Comissão de Finanças dá parecer pela rejeição das contas de Atila

Ex-prefeito articula para aprovar demanda dos gastos de 2017, mas precisa de 16 votos para reverter situação

Paula Cabrera

A comissão de Finanças da Câmara de Mauá confirmou seu parecer para a rejeição das contas do prefeito de Mauá, Atila Jacomussi (PSB), referentes ao exercício de 2017, primeiro ano de mandato do socialista. O socialista já tinha tido as contas rejeitadas pelo TCE (Tribunal de Contas do Estado) no final do ano passado. Integrantes da comissão de Finanças, Leonardo Alves (PSDB) e Eugênio Rufino (PSDB) votaram para acompanhar o Tribunal, já Admir Jacomussi (Patriotas), pai de Atila e integrante da comissão, votou para rejeitar o parecer.
Com isso, as contas devem ser colocadas em votação no plenário ainda neste mês.
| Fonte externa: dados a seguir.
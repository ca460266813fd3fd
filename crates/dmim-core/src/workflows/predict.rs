use crate::core::descriptors::assembler::{self, FeatureError, NameSelection};
use crate::core::descriptors::md3d::{DescriptorError, compute_3d_descriptors};
use crate::engine::error::DatasetError;
use crate::engine::scaling::StandardScaler;
use nalgebra::DMatrix;
use thiserror::Error;
use tracing::{debug, instrument};

#[derive(Debug, Error)]
pub enum PredictError {
    #[error("Compound {index}: {source}")]
    Descriptor {
        index: usize,
        source: DescriptorError,
    },
    #[error("Compound {index}: {source}")]
    Assembly { index: usize, source: FeatureError },
    #[error("Invalid feature selection: {0}")]
    Selection(#[from] FeatureError),
    #[error("Scaling failed: {0}")]
    Scaling(#[from] DatasetError),
}

/// A compound that has no measured label: its MQN vector and its xyzmq structure.
#[derive(Debug, Clone, PartialEq)]
pub struct NovelCompound {
    pub mqn: Vec<f64>,
    pub structure: String,
}

/// Builds the feature matrix for novel compounds with a custom selection.
///
/// Column order is the 2D selection followed by the 3D selection, the same as a
/// custom dataset built with these selections. Unlike a training batch, a compound
/// whose structure cannot be featurized is an error rather than a skipped row.
#[instrument(skip_all, name = "featurize_novel", fields(n = compounds.len()))]
pub fn featurize_novel(
    compounds: &[NovelCompound],
    custom_2d: &NameSelection,
    custom_3d: &NameSelection,
) -> Result<DMatrix<f64>, PredictError> {
    let columns = assembler::custom_columns(custom_2d, custom_3d)?;
    feature_matrix(compounds, &columns)
}

/// [`featurize_novel`] followed by a fitted scaler's transform.
///
/// The selected column names must equal the scaler's feature names in order.
pub fn featurize_and_scale(
    compounds: &[NovelCompound],
    custom_2d: &NameSelection,
    custom_3d: &NameSelection,
    scaler: &StandardScaler,
) -> Result<DMatrix<f64>, PredictError> {
    let columns = assembler::custom_columns(custom_2d, custom_3d)?;
    scaler.check_feature_names(&assembler::column_names(&columns))?;
    let x = feature_matrix(compounds, &columns)?;
    Ok(scaler.transform(&x)?)
}

fn feature_matrix(
    compounds: &[NovelCompound],
    columns: &[usize],
) -> Result<DMatrix<f64>, PredictError> {
    let mut x = DMatrix::zeros(compounds.len(), columns.len());
    for (index, compound) in compounds.iter().enumerate() {
        let md3d = compute_3d_descriptors(&compound.structure)
            .map_err(|source| PredictError::Descriptor { index, source })?;
        let full = assembler::assemble(&compound.mqn, &md3d.to_array())
            .map_err(|source| PredictError::Assembly { index, source })?;
        for (j, &column) in columns.iter().enumerate() {
            x[(index, j)] = full[column];
        }
    }
    debug!(columns = columns.len(), "Featurized novel compounds.");
    Ok(x)
}
impl<S: RecordSource> DatasetBuilder<S> {
    pub fn new(source: S) -> Self {
        Self {
            source,
            state: DatasetState::Uninitialized,
        }
    }

    pub fn stage(&self) -> DatasetStage {
        self.state.stage()
    }

    pub fn state(&self) -> &DatasetState {
        &self.state
    }

    pub fn into_state(self) -> DatasetState {
        self.state
    }

    fn precedence(&self, operation: &'static str, required: DatasetStage) -> DatasetError {
        DatasetError::Precedence {
            operation,
            required,
            current: self.stage(),
        }
    }

    /// Loads records and assembles the feature matrix for `feature_set`.
    ///
    /// Only records carrying the descriptor families the feature set needs are
    /// kept, and of those only the ones whose label and selected feature values
    /// are all finite. Both exclusions are counted in [`FeaturizedData::excluded`].
    /// Custom selections are required for [`FeatureSet::Custom`] and ignored
    /// (with a warning) otherwise.
    ///
    /// # Errors
    ///
    /// Returns [`DatasetError::Precedence`] unless the builder is uninitialized,
    /// [`DatasetError::InvalidConfiguration`] when a custom selection is missing or
    /// empty, [`DatasetError::Feature`] for unknown names, and
    /// [`DatasetError::Empty`] when no record qualifies.
    #[instrument(skip_all, name = "featurize", fields(feature_set = %feature_set))]
    pub fn featurize(
        &mut self,
        feature_set: FeatureSet,
        custom_2d: Option<&NameSelection>,
        custom_3d: Option<&NameSelection>,
    ) -> Result<(), DatasetError> {
        if self.stage() != DatasetStage::Uninitialized {
            return Err(self.precedence("featurize", DatasetStage::Uninitialized));
        }

        let columns = match feature_set {
            FeatureSet::Custom => {
                let (Some(custom_2d), Some(custom_3d)) = (custom_2d, custom_3d) else {
                    return Err(DatasetError::InvalidConfiguration(
                        "custom feature set requires both custom_2d and custom_3d".to_string(),
                    ));
                };
                let columns = assembler::custom_columns(custom_2d, custom_3d)?;
                if columns.is_empty() {
                    return Err(DatasetError::InvalidConfiguration(
                        "custom feature set selects no columns".to_string(),
                    ));
                }
                Some(columns)
            }
            _ => {
                if custom_2d.is_some() || custom_3d.is_some() {
                    warn!(
                        "Custom descriptor selections are ignored for feature set '{}'.",
                        feature_set
                    );
                }
                match feature_set {
                    FeatureSet::Mqn => Some((0..MQN_COUNT).collect()),
                    FeatureSet::Md3d => Some((MQN_COUNT..FEATURE_COUNT).collect()),
                    FeatureSet::Combined => Some((0..FEATURE_COUNT).collect()),
                    _ => None,
                }
            }
        };

        let records = self.source.load()?;
        let total = records.len();
        let mut excluded = Exclusions::default();
        let usable: Vec<FeatureRecord> = records
            .into_iter()
            .filter(|r| {
                if !has_required_descriptors(r, feature_set) {
                    excluded.missing_descriptors += 1;
                    false
                } else if !has_finite_values(r, columns.as_deref()) {
                    excluded.non_finite += 1;
                    false
                } else {
                    true
                }
            })
            .collect();
        if excluded.missing_descriptors > 0 {
            info!(
                "Excluded {} of {} records lacking descriptors for feature set '{}'.",
                excluded.missing_descriptors, total, feature_set
            );
        }
        if excluded.non_finite > 0 {
            warn!(
                "Excluded {} of {} records with a non-finite label or feature value.",
                excluded.non_finite, total
            );
        }
        if usable.is_empty() {
            return Err(DatasetError::Empty(format!(
                "no records available for feature set '{}'",
                feature_set
            )));
        }

        let mut data = match columns {
            None => mz_features(usable),
            Some(columns) => descriptor_features(feature_set, usable, &columns)?,
        };
        data.excluded = excluded;
        info!(
            n = data.n_rows(),
            n_features = data.n_features(),
            n_parent = data.n_parent(),
            n_metab = data.n_metab(),
            "Featurized dataset."
        );
        self.state = DatasetState::Featurized(data);
        Ok(())
    }

    /// Partitions rows into train and test sets stratified on the label quartiles.
    #[instrument(skip(self), name = "split")]
    pub fn split(&mut self, test_fraction: f64, seed: u64) -> Result<(), DatasetError> {
        let split = match &self.state {
            DatasetState::Featurized(data) => {
                let classes = stratify(data.y.as_slice())?;
                stratified_shuffle_split(&classes, test_fraction, seed)?
            }
            _ => return Err(self.precedence("split", DatasetStage::Featurized)),
        };
        info!(
            n_train = split.train.len(),
            n_test = split.test.len(),
            "Split dataset."
        );
        self.state = match std::mem::take(&mut self.state) {
            DatasetState::Featurized(data) => DatasetState::Split { data, split },
            other => other,
        };
        Ok(())
    }

    /// Fits a standard scaler on the training rows and applies it to both partitions.
    #[instrument(skip_all, name = "scale")]
    pub fn scale(&mut self) -> Result<(), DatasetError> {
        let scaled = match &self.state {
            DatasetState::Split { data, split } => {
                let x_train = data.rows(&split.train);
                let x_test = data.rows(&split.test);
                let scaler = StandardScaler::fit(&x_train, &data.feature_names)?;
                ScaledData {
                    x_train: scaler.transform(&x_train)?,
                    x_test: scaler.transform(&x_test)?,
                    scaler,
                }
            }
            _ => return Err(self.precedence("scale", DatasetStage::Split)),
        };
        debug!(columns = scaled.scaler.n_features(), "Scaled train and test features.");
        self.state = match std::mem::take(&mut self.state) {
            DatasetState::Split { data, split } => DatasetState::Scaled {
                data,
                split,
                scaled,
            },
            other => other,
        };
        Ok(())
    }

    fn data(&self, operation: &'static str) -> Result<&FeaturizedData, DatasetError> {
        self.state
            .data()
            .ok_or_else(|| self.precedence(operation, DatasetStage::Featurized))
    }

    fn split_indices(&self, operation: &'static str) -> Result<&SplitIndices, DatasetError> {
        self.state
            .split()
            .ok_or_else(|| self.precedence(operation, DatasetStage::Split))
    }

    fn scaled(&self, operation: &'static str) -> Result<&ScaledData, DatasetError> {
        self.state
            .scaled()
            .ok_or_else(|| self.precedence(operation, DatasetStage::Scaled))
    }

    pub fn feature_set(&self) -> Result<FeatureSet, DatasetError> {
        Ok(self.data("read the feature set of")?.feature_set)
    }

    pub fn n(&self) -> Result<usize, DatasetError> {
        Ok(self.data("count rows of")?.n_rows())
    }

    pub fn n_features(&self) -> Result<usize, DatasetError> {
        Ok(self.data("count features of")?.n_features())
    }

    pub fn n_parent(&self) -> Result<usize, DatasetError> {
        Ok(self.data("count parent compounds of")?.n_parent())
    }

    pub fn n_metab(&self) -> Result<usize, DatasetError> {
        Ok(self.data("count metabolites of")?.n_metab())
    }

    /// Records dropped by `featurize`, by reason.
    pub fn excluded(&self) -> Result<Exclusions, DatasetError> {
        Ok(self.data("count excluded records of")?.excluded)
    }

    pub fn feature_names(&self) -> Result<&[String], DatasetError> {
        Ok(&self.data("read feature names of")?.feature_names)
    }

    pub fn x(&self) -> Result<&DMatrix<f64>, DatasetError> {
        Ok(&self.data("read features of")?.x)
    }

    pub fn y(&self) -> Result<&DVector<f64>, DatasetError> {
        Ok(&self.data("read labels of")?.y)
    }

    pub fn meta(&self) -> Result<&[RecordMeta], DatasetError> {
        Ok(&self.data("read metadata of")?.meta)
    }

    pub fn train_indices(&self) -> Result<&[usize], DatasetError> {
        Ok(&self.split_indices("read training rows of")?.train)
    }

    pub fn test_indices(&self) -> Result<&[usize], DatasetError> {
        Ok(&self.split_indices("read test rows of")?.test)
    }

    pub fn n_train(&self) -> Result<usize, DatasetError> {
        Ok(self.train_indices()?.len())
    }

    pub fn n_test(&self) -> Result<usize, DatasetError> {
        Ok(self.test_indices()?.len())
    }

    /// Unscaled training features.
    pub fn x_train(&self) -> Result<DMatrix<f64>, DatasetError> {
        let split = self.split_indices("read training features of")?;
        Ok(self.data("read training features of")?.rows(&split.train))
    }

    pub fn y_train(&self) -> Result<DVector<f64>, DatasetError> {
        let split = self.split_indices("read training labels of")?;
        Ok(self.data("read training labels of")?.labels(&split.train))
    }

    /// Unscaled test features.
    pub fn x_test(&self) -> Result<DMatrix<f64>, DatasetError> {
        let split = self.split_indices("read test features of")?;
        Ok(self.data("read test features of")?.rows(&split.test))
    }

    pub fn y_test(&self) -> Result<DVector<f64>, DatasetError> {
        let split = self.split_indices("read test labels of")?;
        Ok(self.data("read test labels of")?.labels(&split.test))
    }

    pub fn x_train_scaled(&self) -> Result<&DMatrix<f64>, DatasetError> {
        Ok(&self.scaled("read scaled training features of")?.x_train)
    }

    pub fn x_test_scaled(&self) -> Result<&DMatrix<f64>, DatasetError> {
        Ok(&self.scaled("read scaled test features of")?.x_test)
    }

    pub fn scaler(&self) -> Result<&StandardScaler, DatasetError> {
        Ok(&self.scaled("read the scaler of")?.scaler)
    }

    /// Applies the fitted scaler to an external feature vector.
    pub fn transform(&self, features: &[f64]) -> Result<Vec<f64>, DatasetError> {
        self.scaler()?.transform_row(features)
    }
}
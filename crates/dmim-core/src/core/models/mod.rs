//! # Core Models Module
//!
//! Plain data types that flow through the descriptor engine and the dataset layer.
//!
//! ## Key Components
//!
//! - [`structure`] - Per-atom coordinates, masses and charges of one 3D structure, and the
//!   mass-centered geometry derived from it
//! - [`record`] - One measured compound: CCS label, grouping metadata and its optional
//!   2D and 3D descriptor vectors
//!
//! ## Usage
//!
//! ```ignore
//! use dmimccs::core::io::xyzmq::XyzmqFile;
//! use dmimccs::core::geometry::inertia::center_on_mass;
//!
//! let structure = XyzmqFile::parse_str("-1 0 0 1.0 0\n1 0 0 1.0 0\n")?;
//! let geometry = center_on_mass(&structure);
//! assert_eq!(geometry.n_atoms(), 2);
//! ```

pub mod record;
pub mod structure;
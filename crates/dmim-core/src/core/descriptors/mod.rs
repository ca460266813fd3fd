//! # Descriptor Module
//!
//! Canonical naming, computation and column assembly of the molecular descriptors
//! used as regression features.
//!
//! - [`names`] - the versioned name-to-index tables for the 42 2D (MQN) descriptors
//!   and the 8 3D (MD3D) descriptors
//! - [`md3d`] - the 3D shape descriptor vector `[pmi1, pmi2, pmi3, rmd02 .. rmd8p]`
//!   computed from an `xyzmq` structure
//! - [`assembler`] - concatenation of both families into the 50-column feature vector
//!   and selection of named column subsets
//!
//! The 2D descriptors are computed from the molecular graph by an external toolkit and
//! are treated as opaque input here. Full vectors always place the 2D block first, so
//! 3D column indices are offset by 42.

pub mod assembler;
pub mod md3d;
pub mod names;
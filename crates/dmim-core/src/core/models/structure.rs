use nalgebra::{DVector, Matrix3xX, Vector3};
use thiserror::Error;

/// Errors raised when per-atom arrays do not describe a valid structure.
#[derive(Debug, Error, Clone, PartialEq)]
pub enum StructureError {
    #[error("Structure contains no atoms")]
    Empty,
    #[error("Per-atom arrays differ in length (coordinates: {coordinates}, masses: {masses}, charges: {charges})")]
    LengthMismatch {
        coordinates: usize,
        masses: usize,
        charges: usize,
    },
    #[error("Atom {index} has non-positive mass {mass}")]
    NonPositiveMass { index: usize, mass: f64 },
}

/// A single 3D structure as parallel per-atom arrays.
///
/// Coordinates are stored column-wise (one column per atom) so that the
/// geometry routines can apply 3x3 rotations to the whole structure at once.
/// The struct is immutable once built; all arrays share the same length `N >= 1`.
#[derive(Debug, Clone, PartialEq)]
pub struct AtomicStructure {
    coordinates: Matrix3xX<f64>,
    masses: DVector<f64>,
    charges: DVector<f64>,
}

impl AtomicStructure {
    /// Builds a structure from parallel arrays, validating their lengths and masses.
    ///
    /// # Errors
    ///
    /// Returns [`StructureError`] if there are no atoms, if the arrays disagree in
    /// length, or if any mass is not strictly positive.
    pub fn new(
        coordinates: Matrix3xX<f64>,
        masses: DVector<f64>,
        charges: DVector<f64>,
    ) -> Result<Self, StructureError> {
        let n = coordinates.ncols();
        if n != masses.len() || n != charges.len() {
            return Err(StructureError::LengthMismatch {
                coordinates: n,
                masses: masses.len(),
                charges: charges.len(),
            });
        }
        if n == 0 {
            return Err(StructureError::Empty);
        }
        if let Some((index, &mass)) = masses.iter().enumerate().find(|(_, m)| !(**m > 0.0)) {
            return Err(StructureError::NonPositiveMass { index, mass });
        }
        Ok(Self {
            coordinates,
            masses,
            charges,
        })
    }

    /// Builds a structure from per-atom `(x, y, z, mass, charge)` rows.
    pub fn from_rows(rows: &[[f64; 5]]) -> Result<Self, StructureError> {
        let coordinates = Matrix3xX::from_iterator(
            rows.len(),
            rows.iter().flat_map(|r| [r[0], r[1], r[2]]),
        );
        let masses = DVector::from_iterator(rows.len(), rows.iter().map(|r| r[3]));
        let charges = DVector::from_iterator(rows.len(), rows.iter().map(|r| r[4]));
        Self::new(coordinates, masses, charges)
    }

    pub fn n_atoms(&self) -> usize {
        self.coordinates.ncols()
    }

    pub fn coordinates(&self) -> &Matrix3xX<f64> {
        &self.coordinates
    }

    pub fn masses(&self) -> &DVector<f64> {
        &self.masses
    }

    /// Partial charges. Not used by any descriptor yet.
    pub fn charges(&self) -> &DVector<f64> {
        &self.charges
    }

    pub fn total_mass(&self) -> f64 {
        self.masses.sum()
    }
}

/// Coordinates translated so that the mass-weighted centroid sits at the origin.
#[derive(Debug, Clone, PartialEq)]
pub struct CenteredGeometry {
    coordinates: Matrix3xX<f64>,
    masses: DVector<f64>,
    center_of_mass: Vector3<f64>,
}

impl CenteredGeometry {
    pub(crate) fn new(
        coordinates: Matrix3xX<f64>,
        masses: DVector<f64>,
        center_of_mass: Vector3<f64>,
    ) -> Self {
        Self {
            coordinates,
            masses,
            center_of_mass,
        }
    }

    pub fn n_atoms(&self) -> usize {
        self.coordinates.ncols()
    }

    pub fn coordinates(&self) -> &Matrix3xX<f64> {
        &self.coordinates
    }

    pub fn masses(&self) -> &DVector<f64> {
        &self.masses
    }

    /// The centroid that was subtracted, in the original coordinate frame.
    pub fn center_of_mass(&self) -> &Vector3<f64> {
        &self.center_of_mass
    }
}

#[cfg(test)]
mod tests {
    use super::*;

    #[test]
    fn from_rows_builds_parallel_arrays() {
        let structure =
            AtomicStructure::from_rows(&[[1.0, 2.0, 3.0, 12.0, -0.5], [4.0, 5.0, 6.0, 1.0, 0.5]])
                .unwrap();

        assert_eq!(structure.n_atoms(), 2);
        assert_eq!(structure.coordinates().column(1), Vector3::new(4.0, 5.0, 6.0));
        assert_eq!(structure.masses().as_slice(), &[12.0, 1.0]);
        assert_eq!(structure.charges().as_slice(), &[-0.5, 0.5]);
        assert_eq!(structure.total_mass(), 13.0);
    }

    #[test]
    fn new_rejects_empty_structure() {
        let result = AtomicStructure::from_rows(&[]);
        assert_eq!(result, Err(StructureError::Empty));
    }

    #[test]
    fn new_rejects_mismatched_lengths() {
        let result = AtomicStructure::new(
            Matrix3xX::zeros(2),
            DVector::from_vec(vec![1.0]),
            DVector::from_vec(vec![0.0, 0.0]),
        );
        assert!(matches!(
            result,
            Err(StructureError::LengthMismatch {
                coordinates: 2,
                masses: 1,
                charges: 2
            })
        ));
    }

    #[test]
    fn new_rejects_zero_and_nan_masses() {
        let zero = AtomicStructure::from_rows(&[[0.0, 0.0, 0.0, 1.0, 0.0], [1.0, 0.0, 0.0, 0.0, 0.0]]);
        assert!(matches!(
            zero,
            Err(StructureError::NonPositiveMass { index: 1, .. })
        ));

        let nan = AtomicStructure::from_rows(&[[0.0, 0.0, 0.0, f64::NAN, 0.0]]);
        assert!(matches!(
            nan,
            Err(StructureError::NonPositiveMass { index: 0, .. })
        ));
    }
}
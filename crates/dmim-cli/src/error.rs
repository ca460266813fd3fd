use dmimccs::engine::config::ConfigError;
use dmimccs::engine::error::DatasetError;
use std::path::PathBuf;
use thiserror::Error;

pub type Result<T> = std::result::Result<T, CliError>;

#[derive(Debug, Error)]
pub enum CliError {
    #[error(transparent)]
    Dataset(#[from] DatasetError),

    #[error("Configuration error: {0}")]
    Config(String),

    #[error("Failed to parse file '{path}': {source}", path = path.display())]
    FileParsing {
        path: PathBuf,
        #[source]
        source: anyhow::Error,
    },

    #[error("Failed to write file '{path}': {source}", path = path.display())]
    FileWriting {
        path: PathBuf,
        #[source]
        source: anyhow::Error,
    },

    #[error("I/O error: {0}")]
    Io(#[from] std::io::Error),

    #[error("Invalid argument: {0}")]
    Argument(String),

    #[error(transparent)]
    Other(#[from] anyhow::Error),
}

impl From<ConfigError> for CliError {
    fn from(e: ConfigError) -> Self {
        CliError::Config(e.to_string())
    }
}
O relator, Leonardo Alves, confirmou que está com os documentos para emitir seu parecer. “O TCE emitiu parecer para rejeição das contas pelo endividamento da cidade do ano e também por uma série de questões técnicas e legais. Fomos muito minucioso nesse estudo e na decisão”, disse o vereador ao JNC.
Com a decisão da comissão, Atila precisa de 16 votos (dois terços do total de vereadores) para reverter o parecer.
Nos bastidores, a aprovação das finanças do socialista tem sido discutida com parlamentares que devem se encaminhar para sua aprovação. Atila teria seis votos confirmados, mas segue costurando a aprovação nos bastidores. Muito vereadores eleitos pela base de Atila se sentem no dever de apoiá-lo na aprovação e, assim, abrir caminho para que o ainda socialista participe das eleições no ano que vem.
Segundo o relator das contas no TCE, conselheiro Samy Wurman, houve “expressivo déficit orçamentário”, na ordem de 32%, “demonstrando que o orçamento foi superestimado”. Ele alertou que a administração Atila, a despeito de vislumbrar problemas de arrecadação – a peça foi formulada na gestão do ex-prefeito Donisete Braga, o governo não teria adotado mecanismos de contenção de despesas ou limitação de empenho financeiro. Os investimentos com educação também teriam ficado abaixo do previsto.